Peu importe qu’il s’appuie sur une réélection bien douteuse (en avril dernier), sur une répression brutale ou encore sur une militarisation du pays : ayant promis le retour des bases militaires états-uniennes et suivant à la lettre le manuel de « stratégie de guerre contre la drogue » prescrit par Washington, Noboa peut compter sur le soutien du Fonds monétaire international (FMI) – une ligne de crédit de 5 milliards de dollars attribuée en juillet – pour mener à bien ses réformes.
En Argentine, Milei ou le bouffon utile
Il avait promis de détruire l’État et de livrer le pays au plus offrant, Javier Milei est à coup sûr une bénédiction pour l’administration trumpienne, qui le lui rend bien. Alors que ses recettes antisociales aggravent la crise économique qui frappe l’Argentine, le président protofasciste et ultralibéral peut toutefois compter sur les États-Unis pour l’aider à obtenir pas moins de 42 milliards de dollars du FMI, de la Banque mondiale et de la Banque interaméricaine de développement. Auxquels doivent s’ajouter 40 milliards de la part du Trésor et d’investisseurs états-uniens privés.
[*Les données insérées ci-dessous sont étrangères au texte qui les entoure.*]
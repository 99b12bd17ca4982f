//! Implementations of `std::ops`.

use std::ops::{Add, Div, Index, Mul, Neg, Sub};

use crate::approx::ApproxEq;

use super::Tuple;

impl Index<usize> for Tuple {
    type Output = f64;

    #[inline]
    fn index(&self, index: usize) -> &Self::Output {
        &self.0[index]
    }
}

/// Tolerance-based, see [`approx_eq`][crate::approx::approx_eq].
impl PartialEq for Tuple {
    fn eq(&self, other: &Self) -> bool {
        self.approx_eq(other)
    }
}

impl ApproxEq for Tuple {
    fn abs_diff_eq(&self, other: &Self, tolerance: f64) -> bool {
        self.0.abs_diff_eq(&other.0, tolerance)
    }

    fn rel_diff_eq(&self, other: &Self, tolerance: f64) -> bool {
        self.0.rel_diff_eq(&other.0, tolerance)
    }

    fn approx_eq(&self, other: &Self) -> bool {
        self.0.approx_eq(&other.0)
    }
}

/// Component-wise negation.
impl Neg for Tuple {
    type Output = Tuple;

    fn neg(self) -> Self::Output {
        self.map(f64::neg)
    }
}

/// Component-wise addition.
impl Add for Tuple {
    type Output = Tuple;

    fn add(self, rhs: Tuple) -> Self::Output {
        self.zip_with(rhs, |l, r| l + r)
    }
}

/// Component-wise subtraction.
impl Sub for Tuple {
    type Output = Tuple;

    fn sub(self, rhs: Tuple) -> Self::Output {
        self.zip_with(rhs, |l, r| l - r)
    }
}

/// Tuple * Scalar.
impl Mul<f64> for Tuple {
    type Output = Tuple;

    fn mul(self, rhs: f64) -> Self::Output {
        self.map(|c| c * rhs)
    }
}

/// Tuple / Scalar.
impl Div<f64> for Tuple {
    type Output = Tuple;

    fn div(self, rhs: f64) -> Self::Output {
        self.map(|c| c / rhs)
    }
}
//! Tuple and matrix algebra for the raytracer.
//!
//! # Overview
//!
//! - [`Tuple`] is a homogeneous 4-component value. Points have `w = 1`, vectors have `w = 0`. Use
//!   [`point`] and [`vector`] (or [`Tuple::point`] and [`Tuple::vector`]) to create them; only
//!   those constructors guarantee that [`Tuple::is_point`] and [`Tuple::is_vector`] hold exactly.
//! - [`Matrix`] is a dense, row-major matrix whose dimensions are chosen at runtime. It supports
//!   multiplication, transposition and inversion via cofactor expansion.
//! - The [`approx`] module contains the tolerance comparison every type in this crate uses for
//!   equality.
//!
//! # Equality
//!
//! All values here are produced by floating-point arithmetic, so [`PartialEq`] on [`Tuple`] and
//! [`Matrix`] is *approximate*: two values are equal when every component differs by less than
//! [`approx::EPSILON`]. This relation is not transitive, so neither type implements [`Eq`].
//!
//! # Numeric Degeneracies
//!
//! Some operations are not defended against degenerate input. Normalizing a zero vector and
//! inverting a singular matrix divide by zero; the resulting infinities and NaNs propagate through
//! later arithmetic instead of being reported as errors.

pub mod approx;
mod error;
mod matrix;
mod tuple;

pub use error::Error;
pub use matrix::*;
pub use tuple::*;
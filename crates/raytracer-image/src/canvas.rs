use itertools::Itertools;
use thiserror::Error;

use crate::Color;

/// Error returned by checked [`Canvas`] accessors.
#[derive(Error, Debug, Clone, Copy, PartialEq, Eq)]
pub enum CanvasError {
    #[error("pixel ({x}, {y}) is out of range for a {width}x{height} canvas")]
    IndexOutOfRange {
        x: u32,
        y: u32,
        width: u32,
        height: u32,
    },
}

/// A `width x height` grid of [`Color`]s.
///
/// Pixels are addressed by `(x, y)`, where `x` is the column (growing to the right) and `y` is the
/// row (growing downwards). Every pixel is black when the canvas is created.
///
/// [`Canvas::pixel_at`] and [`Canvas::write_pixel`] panic when given coordinates outside of the
/// canvas. [`Canvas::get`] and [`Canvas::try_write_pixel`] can be used for checked access instead.
#[derive(Clone)]
pub struct Canvas {
    width: u32,
    height: u32,
    /// Row-major pixel storage.
    pixels: Vec<Color>,
}

impl Canvas {
    /// Creates a black canvas of the given dimensions.
    pub fn new(width: u32, height: u32) -> Self {
        log::trace!("creating {width}x{height} canvas");
        Self {
            width,
            height,
            pixels: vec![Color::BLACK; width as usize * height as usize],
        }
    }

    /// Returns the width of this canvas, in pixels.
    #[inline]
    pub fn width(&self) -> u32 {
        self.width
    }

    /// Returns the height of this canvas, in pixels.
    #[inline]
    pub fn height(&self) -> u32 {
        self.height
    }

    #[inline]
    fn index(&self, x: u32, y: u32) -> Option<usize> {
        (x < self.width && y < self.height)
            .then(|| y as usize * self.width as usize + x as usize)
    }

    fn out_of_range(&self, x: u32, y: u32) -> CanvasError {
        CanvasError::IndexOutOfRange {
            x,
            y,
            width: self.width,
            height: self.height,
        }
    }

    /// Returns the color of the pixel at `(x, y)`.
    ///
    /// # Panics
    ///
    /// Panics if `(x, y)` lies outside of the canvas.
    #[track_caller]
    pub fn pixel_at(&self, x: u32, y: u32) -> Color {
        match self.get(x, y) {
            Some(color) => color,
            None => panic!("{}", self.out_of_range(x, y)),
        }
    }

    /// Sets the pixel at `(x, y)` to `color`.
    ///
    /// # Panics
    ///
    /// Panics if `(x, y)` lies outside of the canvas.
    #[track_caller]
    pub fn write_pixel(&mut self, x: u32, y: u32, color: Color) {
        if let Err(e) = self.try_write_pixel(x, y, color) {
            panic!("{e}");
        }
    }

    /// Returns the color of the pixel at `(x, y)`, or [`None`] if out of bounds.
    pub fn get(&self, x: u32, y: u32) -> Option<Color> {
        self.index(x, y).map(|i| self.pixels[i])
    }

    /// Sets the pixel at `(x, y)` to `color`.
    ///
    /// # Errors
    ///
    /// Returns [`CanvasError::IndexOutOfRange`] if `(x, y)` lies outside of the canvas. The canvas
    /// is left unchanged in that case.
    pub fn try_write_pixel(&mut self, x: u32, y: u32, color: Color) -> Result<(), CanvasError> {
        let i = self.index(x, y).ok_or_else(|| self.out_of_range(x, y))?;
        self.pixels[i] = color;
        Ok(())
    }

    /// Sets every pixel of the canvas to `color`.
    pub fn fill(&mut self, color: Color) {
        self.pixels.fill(color);
    }

    /// Returns an iterator over all pixel positions and their colors.
    ///
    /// Pixels are yielded row by row, from top to bottom, and from left to right within each row.
    pub fn pixels(&self) -> impl Iterator<Item = (u32, u32, Color)> + '_ {
        (0..self.height)
            .cartesian_product(0..self.width)
            .zip(&self.pixels)
            .map(|((y, x), color)| (x, y, *color))
    }

    /// Returns the pixels of each row, from top to bottom.
    pub(crate) fn rows(&self) -> impl Iterator<Item = &[Color]> + '_ {
        // `chunks` rejects a chunk size of 0; a zero-width canvas still has `height` (empty) rows.
        let width = self.width as usize;
        (0..self.height as usize).map(move |y| &self.pixels[y * width..][..width])
    }
}
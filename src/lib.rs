//! Foundation layer of a ray tracer.
//!
//! This crate bundles the building blocks every later stage of a ray tracer needs:
//!
//! - [`linalg`]: homogeneous [`Tuple`]s (points and vectors) and runtime-sized [`Matrix`]es with
//!   determinants and inverses.
//! - [`image`]: RGB [`Color`]s and the [`Canvas`] pixel grid, which can be written out as a
//!   plain-text PPM image.
//! - [`projectile`]: a small simulation that launches a projectile through a world with gravity and
//!   wind, and plots its trajectory onto a [`Canvas`]. It backs the `projectile` binary.
//!
//! # Coordinates
//!
//! Canvas coordinates have their origin in the top left corner: X points to the right, Y points
//! *down*. World coordinates used by [`projectile`] have Y pointing *up*.
//!
//! # Environment Variables
//!
//! * `RUST_LOG`: Overrides the log filter installed by [`init_logger!`], using the
//!   [`env_logger`] syntax.
//! * `RAYTRACER_CANVAS_SIZE`: Sets the size of the canvas the `projectile` binary plots into, as
//!   `<width>x<height>` (for example `640x480`). Defaults to `1000x1000`.
//!
//! [`Tuple`]: linalg::Tuple
//! [`Matrix`]: linalg::Matrix
//! [`Color`]: image::Color
//! [`Canvas`]: image::Canvas

use log::LevelFilter;

pub use raytracer_image as image;
pub use raytracer_linalg as linalg;

pub mod projectile;

/// macro-use only, not part of public API.
#[doc(hidden)]
pub fn init_logger(calling_crate: &'static str) {
    let log_level = if cfg!(debug_assertions) {
        LevelFilter::Trace
    } else {
        LevelFilter::Debug
    };
    env_logger::Builder::new()
        .filter(Some(calling_crate), log_level)
        .filter(Some(env!("CARGO_CRATE_NAME")), log_level)
        .filter(Some("raytracer_image"), log_level)
        .filter(Some("raytracer_linalg"), log_level)
        .parse_default_env()
        .try_init()
        .ok();
}

/// Initializes logging to *stderr*.
///
/// If `cfg!(debug_assertions)` is enabled, the calling crate and the raytracer crates will log at
/// *trace* level. Otherwise, they will log at *debug* level.
///
/// If a global logger is already registered, this macro will do nothing.
#[macro_export]
macro_rules! init_logger {
    () => {
        $crate::init_logger(env!("CARGO_CRATE_NAME"))
    };
}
Une aide évidemment assortie de conditions : la droite doit se maintenir au pouvoir, « expulser la Chine de l’Argentine » et garantir un accès privilégié pour exploiter le lithium et l’uranium argentins ?
En Colombie, Gustavo bientôt visé comme Maduro ?
À sept mois de la présidentielle, nul doute que Washington fera tout pour peser dans un scrutin qui permettrait de remettre la Colombie – jadis pièce maîtresse de sa politique interventionniste dans la région (au point de devenir en 2017 un partenaire officiel de l’Otan) – dans son giron.
Au pouvoir depuis 2022, le président progressiste Gustavo Petro pourrait d’ailleurs bientôt être victime des menaces que subit son voisin vénézuélien. Alors que le Pentagone a annoncé ce dimanche le bombardement d’une embarcation colombienne, Trump a accusé son homologue d’être un « baron de la drogue ».
À l’origine de la doctrine Monroe
La doctrine Monroe (1823) établit l’hémisphère occidental comme sphère d’influence exclusive des États-Unis, interdisant toute nouvelle colonisation européenne (« l’Amérique pour les Américains »). Son corollaire, ajouté par le président Theodore Roosevelt en 1904, la transforme en un outil d’ingérence (« l’Amérique pour les États-Unis »), justifiant des interventions militaires par un supposé devoir de police internationale. Une évolution à visée impérialiste qui reflète le concept de la « destinée manifeste », moteur idéologique soutenant que l’expansion et la domination des États-Unis sur le continent étaient à la fois inévitables et divinement ordonnées.